Signed-off-by: Akira Yokosawa <akiyks@xxxxxxxxx>
---
 SMPdesign/SMPdesign.tex      |  2 +-
 SMPdesign/beyond.tex         |  4 ++--
 advsync/memorybarriers.tex   | 14 +++++++-------
 appendix/questions/after.tex |  2 +-
 appendix/toyrcu/toyrcu.tex   |  2 +-
 count/count.tex              |  2 +-
 cpu/hwfreelunch.tex          |  4 ++--
 cpu/overheads.tex            |  8 ++++----
 cpu/swdesign.tex             |  2 +-
 datastruct/datastruct.tex    |  2 +-
 debugging/debugging.tex      |  2 +-
 defer/rcuusage.tex           |  4 ++--
 defer/refcnt.tex             |  2 +-
 glossary.tex                 |  2 +-
 intro/intro.tex              |  4 ++--
 rt/rt.tex                    |  4 ++--
 16 files changed, 30 insertions(+), 30 deletions(-)
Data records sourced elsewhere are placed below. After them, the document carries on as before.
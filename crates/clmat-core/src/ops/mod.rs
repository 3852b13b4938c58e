//! Tensor algebra: element-wise, product, transpose.
//!
//! Every op returns a freshly allocated tensor and leaves its inputs untouched.
//! Device ops are methods on [`MatContext`](crate::MatContext); transpose runs
//! on the host.

pub mod elementwise;
pub mod product;
pub mod transpose;

pub use product::{plan_product, ProductPlan};
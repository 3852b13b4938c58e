//! Device buffers and host↔device transfers.
//!
//! Buffers only ever live for the duration of one kernel invocation. They
//! are collected in a [`BufferSet`] which releases everything it holds on
//! drop, so early returns in the invoker cannot leak device memory.

use std::ffi::c_void;
use std::fmt;
use std::ops::BitOr;
use std::sync::Arc;

use crate::error::KernelError;
use crate::Result;
use crate::ffi::{
    check_cl, ClBitfield, ClCommandQueue, ClContext, ClInt, ClMem, OpenClApi, CL_MEM_READ_ONLY,
    CL_MEM_READ_WRITE, CL_MEM_WRITE_ONLY, CL_SUCCESS, CL_TRUE,
};

/// Transfer and access flags attached to a buffer argument.
#[derive(Clone, Copy, PartialEq, Eq, Hash, Default)]
pub struct ArgFlags {
    bits: u32,
}

impl ArgFlags {
    /// Write host data into the device buffer before dispatch.
    pub const COPY_IN: ArgFlags = ArgFlags { bits: 1 << 0 };
    /// The kernel only reads the buffer.
    pub const READ_ONLY: ArgFlags = ArgFlags { bits: 1 << 1 };
    /// The kernel only writes the buffer.
    pub const WRITE_ONLY: ArgFlags = ArgFlags { bits: 1 << 2 };
    /// Read the device buffer back into host data after dispatch.
    pub const COPY_OUT: ArgFlags = ArgFlags { bits: 1 << 3 };
    /// `READ_ONLY | WRITE_ONLY`.
    pub const READ_WRITE: ArgFlags = ArgFlags { bits: (1 << 1) | (1 << 2) };

    const ALL: u32 = 0b1111;

    pub const fn empty() -> Self {
        ArgFlags { bits: 0 }
    }

    /// Build from raw bits. Unknown bits are kept so validation can reject them.
    pub const fn from_bits(bits: u32) -> Self {
        ArgFlags { bits }
    }

    pub const fn bits(self) -> u32 {
        self.bits
    }

    pub const fn contains(self, other: ArgFlags) -> bool {
        self.bits & other.bits == other.bits
    }

    /// Device access mode implied by the access bits.
    pub fn access(self) -> Result<AccessMode> {
        if self.bits & !Self::ALL != 0 {
            return Err(KernelError::InvalidArgument(format!(
                "unknown flag bits {:#x}",
                self.bits & !Self::ALL
            )));
        }
        match (self.contains(Self::READ_ONLY), self.contains(Self::WRITE_ONLY)) {
            (true, true) => Ok(AccessMode::ReadWrite),
            (true, false) => Ok(AccessMode::ReadOnly),
            (false, true) => Ok(AccessMode::WriteOnly),
            (false, false) => Err(KernelError::InvalidArgument(format!(
                "flags {self:?} carry no access mode"
            ))),
        }
    }
}

impl BitOr for ArgFlags {
    type Output = ArgFlags;

    fn bitor(self, rhs: ArgFlags) -> ArgFlags {
        ArgFlags { bits: self.bits | rhs.bits }
    }
}

impl fmt::Debug for ArgFlags {
    fn fmt(&self, f: &mut fmt::Formatter<'_>) -> fmt::Result {
        let names = [
            (Self::COPY_IN, "COPY_IN"),
            (Self::READ_ONLY, "READ_ONLY"),
            (Self::WRITE_ONLY, "WRITE_ONLY"),
            (Self::COPY_OUT, "COPY_OUT"),
        ];
        let set: Vec<&str> = names
            .iter()
            .filter(|(flag, _)| self.contains(*flag))
            .map(|(_, name)| *name)
            .collect();
        if set.is_empty() {
            write!(f, "ArgFlags(empty)")
        } else {
            write!(f, "ArgFlags({})", set.join(" | "))
        }
    }
}

/// Device-side access mode of a buffer.
#[derive(Debug, Clone, Copy, PartialEq, Eq, Hash)]
pub enum AccessMode {
    ReadOnly,
    WriteOnly,
    ReadWrite,
}

impl AccessMode {
    pub fn as_mem_flags(self) -> ClBitfield {
        match self {
            AccessMode::ReadOnly => CL_MEM_READ_ONLY,
            AccessMode::WriteOnly => CL_MEM_WRITE_ONLY,
            AccessMode::ReadWrite => CL_MEM_READ_WRITE,
        }
    }
}

/// An OpenCL memory object of `nbytes` bytes.
///
/// Released via `clReleaseMemObject` on drop.
pub struct DeviceBuffer {
    api: Arc<OpenClApi>,
    mem: ClMem,
    nbytes: usize,
}

impl DeviceBuffer {
    /// Allocate an uninitialised device buffer.
    pub fn allocate(
        api: &Arc<OpenClApi>,
        context: ClContext,
        access: AccessMode,
        nbytes: usize,
    ) -> Result<Self> {
        let mut err: ClInt = CL_SUCCESS;
        let mem = unsafe {
            (api.create_buffer)(context, access.as_mem_flags(), nbytes, std::ptr::null_mut(), &mut err)
        };
        check_cl(err, "clCreateBuffer")?;
        tracing::debug!(nbytes, ?access, "allocated device buffer");
        Ok(Self { api: Arc::clone(api), mem, nbytes })
    }

    /// Blocking host → device copy of `data` into the start of the buffer.
    pub fn write(&self, queue: ClCommandQueue, data: &[u8]) -> Result<()> {
        if data.len() > self.nbytes {
            return Err(KernelError::InvalidArgument(format!(
                "write of {} bytes into a {}-byte buffer",
                data.len(),
                self.nbytes
            )));
        }
        check_cl(
            unsafe {
                (self.api.enqueue_write_buffer)(
                    queue,
                    self.mem,
                    CL_TRUE,
                    0,
                    data.len(),
                    data.as_ptr() as *const c_void,
                    0,
                    std::ptr::null(),
                    std::ptr::null_mut(),
                )
            },
            "clEnqueueWriteBuffer",
        )
    }

    /// Blocking device → host copy from the start of the buffer into `out`.
    pub fn read(&self, queue: ClCommandQueue, out: &mut [u8]) -> Result<()> {
        if out.len() > self.nbytes {
            return Err(KernelError::InvalidArgument(format!(
                "read of {} bytes from a {}-byte buffer",
                out.len(),
                self.nbytes
            )));
        }
        check_cl(
            unsafe {
                (self.api.enqueue_read_buffer)(
                    queue,
                    self.mem,
                    CL_TRUE,
                    0,
                    out.len(),
                    out.as_mut_ptr() as *mut c_void,
                    0,
                    std::ptr::null(),
                    std::ptr::null_mut(),
                )
            },
            "clEnqueueReadBuffer",
        )
    }

    /// Number of bytes in this buffer.
    pub fn len(&self) -> usize {
        self.nbytes
    }

    pub fn is_empty(&self) -> bool {
        self.nbytes == 0
    }

    /// Raw handle, for binding as a kernel argument.
    pub fn as_raw(&self) -> &ClMem {
        &self.mem
    }

    /// Release now and report the runtime status.
    pub fn release(mut self) -> Result<()> {
        let mem = std::mem::replace(&mut self.mem, std::ptr::null_mut());
        check_cl(unsafe { (self.api.release_mem_object)(mem) }, "clReleaseMemObject")
    }
}

impl Drop for DeviceBuffer {
    fn drop(&mut self) {
        if !self.mem.is_null() {
            let _ = unsafe { (self.api.release_mem_object)(self.mem) };
        }
    }
}

/// Scoped owner of every device buffer created for one invocation, keyed
/// by argument position.
pub struct BufferSet {
    buffers: Vec<(usize, DeviceBuffer)>,
}

impl BufferSet {
    pub fn new() -> Self {
        Self { buffers: Vec::new() }
    }

    pub fn push(&mut self, arg_index: usize, buffer: DeviceBuffer) {
        self.buffers.push((arg_index, buffer));
    }

    pub fn get(&self, arg_index: usize) -> Option<&DeviceBuffer> {
        self.buffers.iter().find(|(i, _)| *i == arg_index).map(|(_, b)| b)
    }

    pub fn iter(&self) -> impl Iterator<Item = (usize, &DeviceBuffer)> {
        self.buffers.iter().map(|(i, b)| (*i, b))
    }

    pub fn len(&self) -> usize {
        self.buffers.len()
    }

    pub fn is_empty(&self) -> bool {
        self.buffers.is_empty()
    }

    /// Release every buffer, returning the first failure after all of them
    /// have been released.
    pub fn release_all(mut self) -> Result<()> {
        let mut first_err = None;
        for (_, buffer) in self.buffers.drain(..) {
            if let Err(e) = buffer.release() {
                first_err.get_or_insert(e);
            }
        }
        first_err.map_or(Ok(()), Err)
    }
}

impl Default for BufferSet {
    fn default() -> Self {
        Self::new()
    }
}

impl Drop for BufferSet {
    fn drop(&mut self) {
        if !self.buffers.is_empty() {
            tracing::debug!(count = self.buffers.len(), "releasing device buffers on early exit");
        }
    }
}

#[cfg(test)]
mod tests {
    use super::*;

    #[test]
    fn test_access_modes() {
        assert_eq!((ArgFlags::COPY_IN | ArgFlags::READ_ONLY).access().unwrap(), AccessMode::ReadOnly);
        assert_eq!((ArgFlags::WRITE_ONLY | ArgFlags::COPY_OUT).access().unwrap(), AccessMode::WriteOnly);
        assert_eq!(
            (ArgFlags::READ_ONLY | ArgFlags::WRITE_ONLY).access().unwrap(),
            AccessMode::ReadWrite
        );
        assert_eq!(ArgFlags::READ_WRITE, ArgFlags::READ_ONLY | ArgFlags::WRITE_ONLY);
    }

    #[test]
    fn test_flags_without_access_are_rejected() {
        assert!(matches!(
            (ArgFlags::COPY_IN | ArgFlags::COPY_OUT).access(),
            Err(KernelError::InvalidArgument(_))
        ));
        assert!(ArgFlags::empty().access().is_err());
        assert!(ArgFlags::from_bits(0b1_0010).access().is_err());
    }

    #[test]
    fn test_mem_flags() {
        assert_eq!(AccessMode::ReadOnly.as_mem_flags(), CL_MEM_READ_ONLY);
        assert_eq!(AccessMode::WriteOnly.as_mem_flags(), CL_MEM_WRITE_ONLY);
        assert_eq!(AccessMode::ReadWrite.as_mem_flags(), CL_MEM_READ_WRITE);
    }

    #[test]
    fn test_flags_debug() {
        assert_eq!(format!("{:?}", ArgFlags::COPY_IN | ArgFlags::READ_ONLY), "ArgFlags(COPY_IN | READ_ONLY)");
        assert_eq!(format!("{:?}", ArgFlags::empty()), "ArgFlags(empty)");
    }
}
diff --git a/SMPdesign/SMPdesign.tex b/SMPdesign/SMPdesign.tex
index aa40139..842341f 100644
--- a/SMPdesign/SMPdesign.tex
+++ b/SMPdesign/SMPdesign.tex
@@ -1158,7 +1158,7 @@ Rough performance results\footnote{
 	match more careful evaluations of similar algorithms.}
 are shown in
 Figure~\ref{fig:SMPdesign:Allocator Cache Performance},
-running on a dual-core Intel x86 running at 1GHz (4300 bogomips per CPU)
+running on a dual-core Intel x86 running at 1\,GHz (4300 bogomips per CPU)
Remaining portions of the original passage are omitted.